Treasury Secretary Janet Yellen recently mentioned the idea of creating a so-called digital dollar — a new form of electronic currency that would make the payment system easier for Americans and presumably compete with Bitcoin and other cryptocurrencies. But there’s little rationale for a government-managed online dollar that looks anything like Bitcoin. There are probably better ways for the Federal Reserve to make it easier and cheaper for Americans to pay for things.
Yellen is not the first to suggest the idea of a digital dollar — or “Fedcoin,” as some call it. Fed Governor Lael Brainard contemplated the concept last year. And David Andolfatto, a senior vice president at the Federal Reserve Bank of St. Louis, has been investigating the possibility for a number of years now. In 2015 he wrote about it on his personal blog, noting several potential benefits.
A Fedcoin, Andolfatto notes, would allow people to make transactions without opening a bank account — like physical cash, but using an app on your phone instead of your physical wallet. He argues it would also be harder to steal than a bank account that can be hacked. In addition, it would leave an electronic trail that would let the government track down criminals if necessary .
These are all advantages of an electronic currency run by the central bank. But it’s crucial to note that none of these features need to employ the kind of decentralized process that enables Bitcoin. (Full disclosure: I own Bitcoin and other cryptocurrencies.)
Bitcoin is designed to operate without the need for a trusted intermediary, such as a bank. When two people make a transaction in dollars, a bank verifies and logs the transaction, and makes sure that the money is debited from one account and credited to another. With Bitcoin, that verification is instead done by a distributed network of computers, called “miners.” The economics of the system by which the miners compete to verify the transaction — and are rewarded with bitcoins for doing so — keeps the whole system honest.
But it also requires enormous resources. The mining process — called a “proof-of-work” system — involves solving very hard math problems, which takes a lot of computing power, which in turn requires a huge amount of energy -- about as much as the entire country of Argentina, by a recent estimate. Whether that energy use will ultimately hold back Bitcoin as a monetary system is a question that remains to be answered.
What’s clear, however, is that there’s no need for the Fed to create its own proof-of-work system for Fedcoin. Proof of work is an expensive way to establish trust in a decentralized world; the Fed, which is a centralized and already trusted entity, doesn’t need to spend massive amounts of electricity reestablishing trust every time someone wants to spend a digital dollar. Instead, it could just clear the transaction like any bank does, cheaply and easily. As long as people trust the Fed not to steal their money (and why would it, when it can print as much as it likes?), a Fed payments system could be incredibly cheap without relying on any cryptocurrency technology at all.

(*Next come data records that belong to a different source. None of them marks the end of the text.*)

//=========================================================================================
// Embedded PDF images
//=========================================================================================

/// Images at or below this many bytes are icons or decorations and are skipped.
pub const MIN_EMBEDDED_IMAGE_BYTES: usize = 5000;

/// Bound on the `Parent` chain walked when resources are inherited.
const MAX_PAGE_TREE_DEPTH: usize = 32;

/// The resource dictionary of a page, inherited from its ancestors if needed.
fn page_resources(doc: &lopdf::Document, page_id: ObjectId) -> Option<&Dictionary> {
    let mut node = doc.get_object(page_id).ok()?.as_dict().ok()?;
    for _ in 0..MAX_PAGE_TREE_DEPTH {
        if let Ok(resources) = node.get(b"Resources") {
            return doc.dereference(resources).ok()?.1.as_dict().ok();
        }
        let parent = node.get(b"Parent").ok()?.as_reference().ok()?;
        node = doc.get_object(parent).ok()?.as_dict().ok()?;
    }
    None
}

/// True for streams already in a standalone image format (JPEG, JPEG 2000).
/// Other filters hold raw samples a vision model cannot read.
fn is_encoded_image(dict: &Dictionary) -> bool {
    let filters: Vec<&[u8]> = match dict.get(b"Filter") {
        Ok(Object::Name(name)) => vec![name.as_slice()],
        Ok(Object::Array(items)) => items.iter().filter_map(|o| o.as_name().ok()).collect(),
        _ => Vec::new(),
    };
    filters
        .iter()
        .any(|f| *f == b"DCTDecode".as_slice() || *f == b"JPXDecode".as_slice())
}

fn extract_pdf_images(content: &[u8]) -> PortResult<Vec<EmbeddedImage>> {
    let doc = lopdf::Document::load_mem(content).map_err(|e| {
        PortError::Extraction(format!("Failed to read PDF images: {}", e))
    })?;

    let mut images = Vec::new();
    for (page_number, page_id) in doc.get_pages() {
        let Some(resources) = page_resources(&doc, page_id) else {
            continue;
        };
        let Some(xobjects) = resources
            .get(b"XObject")
            .ok()
            .and_then(|o| doc.dereference(o).ok())
            .and_then(|(_, o)| o.as_dict().ok())
        else {
            continue;
        };

        for (_, entry) in xobjects.iter() {
            let Ok((_, object)) = doc.dereference(entry) else {
                continue;
            };
            let Ok(stream) = object.as_stream() else {
                continue;
            };
            let is_image = stream
                .dict
                .get(b"Subtype")
                .and_then(|o| o.as_name())
                .map(|name| name == b"Image".as_slice())
                .unwrap_or(false);
            if is_image
                && is_encoded_image(&stream.dict)
                && stream.content.len() > MIN_EMBEDDED_IMAGE_BYTES
            {
                images.push(EmbeddedImage {
                    page_index: page_number.saturating_sub(1) as usize,
                    bytes: stream.content.clone(),
                });
            }
        }
    }
    Ok(images)
}

//=========================================================================================
// Office Open XML helpers
//=========================================================================================

fn local_name(q: &[u8]) -> &[u8] {
    match q.iter().position(|&b| b == b':') {
        Some(i) => &q[i + 1..],
        None => q,
    }
}

fn attr_val(e: &BytesStart<'_>, key: &[u8], qualified: bool) -> Option<String> {
    e.attributes().with_checks(false).flatten().find_map(|attr| {
        let k = attr.key.as_ref();
        let matches = if qualified { k == key } else { local_name(k) == key };
        matches.then(|| String::from_utf8_lossy(&attr.value).into_owned())
    })
}

fn open_zip<'a>(content: &'a [u8], kind: &str) -> PortResult<zip::ZipArchive<Cursor<&'a [u8]>>> {
    zip::ZipArchive::new(Cursor::new(content)).map_err(|e| {
        PortError::Extraction(format!("Failed to extract {} text: not a valid archive ({})", kind, e))
    })
}

fn read_entry(
    zip: &mut zip::ZipArchive<Cursor<&[u8]>>,
    name: &str,
    kind: &str,
) -> PortResult<String> {
    let mut entry = zip.by_name(name).map_err(|_| {
        PortError::Extraction(format!("Failed to extract {} text: missing {}", kind, name))
    })?;
    let mut xml = String::new();
    entry
        .read_to_string(&mut xml)
        .map_err(|e| PortError::Extraction(format!("Failed to extract {} text: {}", kind, e)))?;
    Ok(xml)
}

fn xml_error(kind: &str, e: quick_xml::Error) -> PortError {
    PortError::Extraction(format!("Failed to extract {} text: {}", kind, e))
}
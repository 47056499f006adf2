pub mod extractor;
pub mod ocr;
pub mod ollama;
pub mod text_llm;
pub mod vision_llm;

pub use extractor::FileExtractor;
pub use ocr::TesseractOcrAdapter;
pub use ollama::OllamaClient;
pub use text_llm::OllamaTextAdapter;
pub use vision_llm::OllamaVisionAdapter;
//! crates/insighthub_core/src/summarizer.rs
//!
//! Deterministic bullet summaries built from extracted text, used for the
//! chat summary view and whenever a model call fails.

/// Window size used when splitting on terminators leaves no sentences.
pub const WINDOW_CHARS: usize = 140;
/// Bullet marker prepended to every item.
pub const BULLET: &str = "• ";
/// The single bullet returned when there is nothing to summarize.
pub const NO_CONTENT_BULLET: &str = "• no content available";

const TERMINATORS: [char; 3] = ['.', '?', '!'];

/// Splits `text` into at most `max_items` short bullets (at least one).
/// Never returns an empty list.
pub fn to_bullets(text: &str, max_items: usize) -> Vec<String> {
    let flat = text.split_whitespace().collect::<Vec<_>>().join(" ");

    let mut units: Vec<String> = flat
        .split(TERMINATORS)
        .map(str::trim)
        .filter(|s| !s.is_empty())
        .map(str::to_string)
        .collect();
    if units.is_empty() {
        units = char_windows(&flat, WINDOW_CHARS);
    }

    let bullets: Vec<String> = units
        .iter()
        .map(|u| u.trim())
        .filter(|u| !u.is_empty())
        .take(max_items.max(1))
        .map(|u| format!("{BULLET}{u}"))
        .collect();

    if bullets.is_empty() {
        vec![NO_CONTENT_BULLET.to_string()]
    } else {
        bullets
    }
}

/// A citation line followed by the bullets of `text`. The citation is kept
/// verbatim, so dots in filenames or scores never split it.
pub fn cited_bullets(citation: &str, text: &str, max_items: usize) -> String {
    let mut lines = vec![citation.to_string()];
    lines.extend(to_bullets(text, max_items));
    lines.join("\n")
}

fn char_windows(text: &str, size: usize) -> Vec<String> {
    let chars: Vec<char> = text.chars().collect();
    chars
        .chunks(size.max(1))
        .map(|w| w.iter().collect())
        .collect()
}

#[cfg(test)]
mod tests {
    use super::*;

    #[test]
    fn empty_text_yields_placeholder() {
        assert_eq!(to_bullets("", 6), vec![NO_CONTENT_BULLET.to_string()]);
        assert_eq!(to_bullets("  \n\t ", 6), vec![NO_CONTENT_BULLET.to_string()]);
    }

    #[test]
    fn terminator_only_text_is_kept_as_a_window() {
        assert_eq!(to_bullets("...", 6), vec!["• ..."]);
        assert_eq!(to_bullets(". ! ?", 6), vec!["• . ! ?"]);
    }

    #[test]
    fn splits_on_all_terminators() {
        assert_eq!(
            to_bullets("First point. Is this second? Yes!  Trailing", 10),
            vec!["• First point", "• Is this second", "• Yes", "• Trailing"]
        );
    }

    #[test]
    fn respects_max_items() {
        let bullets = to_bullets("a. b. c. d. e.", 2);
        assert_eq!(bullets, vec!["• a", "• b"]);
    }

    #[test]
    fn zero_max_items_still_returns_one_bullet_of_content() {
        assert_eq!(to_bullets("Real content here. More.", 0), vec!["• Real content here"]);
    }

    #[test]
    fn unpunctuated_text_falls_back_to_windows() {
        let text = "x".repeat(300);
        assert!(!text.contains(TERMINATORS));
        let bullets = to_bullets(&text, 6);
        assert_eq!(bullets.len(), 3);
        assert_eq!(bullets[0], format!("{BULLET}{}", "x".repeat(WINDOW_CHARS)));
        assert_eq!(bullets[2], format!("{BULLET}{}", "x".repeat(20)));
    }

    #[test]
    fn citation_is_kept_whole_above_its_bullets() {
        assert_eq!(
            cited_bullets("[notes.v2.docx p3]", "Dogs bark. Cats purr.", 6),
            "[notes.v2.docx p3]\n• Dogs bark\n• Cats purr"
        );
    }

    #[test]
    fn whitespace_is_collapsed() {
        assert_eq!(to_bullets("one\n\n   two.", 3), vec!["• one two"]);
    }
}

So a Fedcoin shouldn’t look anything like Bitcoin. But that doesn’t mean the central bank can’t get involved in processing payments. The Fed could absolutely create an app by which people could cheaply send digital dollars to each other in a peer-to-peer way, without a bank account. Instead of being stored on a distributed ledger like a cryptocurrency, these dollars would simply exist on the Fed’s own centralized database, which people could access through their phones — much as they currently use phones to access their Venmo accounts.
A Fed-run electronic payment system would compete with existing payment applications, such as PayPal, Venmo, Stripe, Visa and MasterCard. That would put those companies at an inherent disadvantage, since they all require banks to operate, and the Fed is its own bank. And because the Fed is part of the government, it doesn’t even need to turn a profit, so its payment service could be very cheap indeed. Fee-charging payment services might be put out of business.
In fact, since the digital dollars that people held at the Fed would be an alternative to keeping those dollars in a checking account, the Fed would also be competing with private banks and credit unions. Many checking accounts are already free, but as Andolfatto notes, simply downloading a Fed-made app would be easier than applying for a bank account, and you probably wouldn’t have to worry about any hidden or surprise fees.
So the Fed could create its own distributed, peer-to-peer payments and cash storage system, and do it much more cheaply than Bitcoin. But by doing so, it would be directly competing with much of the world's existing financial and payments infrastructure. Maybe that’s a good thing — maybe payment and cash storage is simply such a mature and commodified product now that there’s no reason to have profit-making companies doing it, and government can safely muscle them out. But that would in effect be nationalizing an industry, which is always a risky move. Yellen is correct to promise only to do more research into the idea.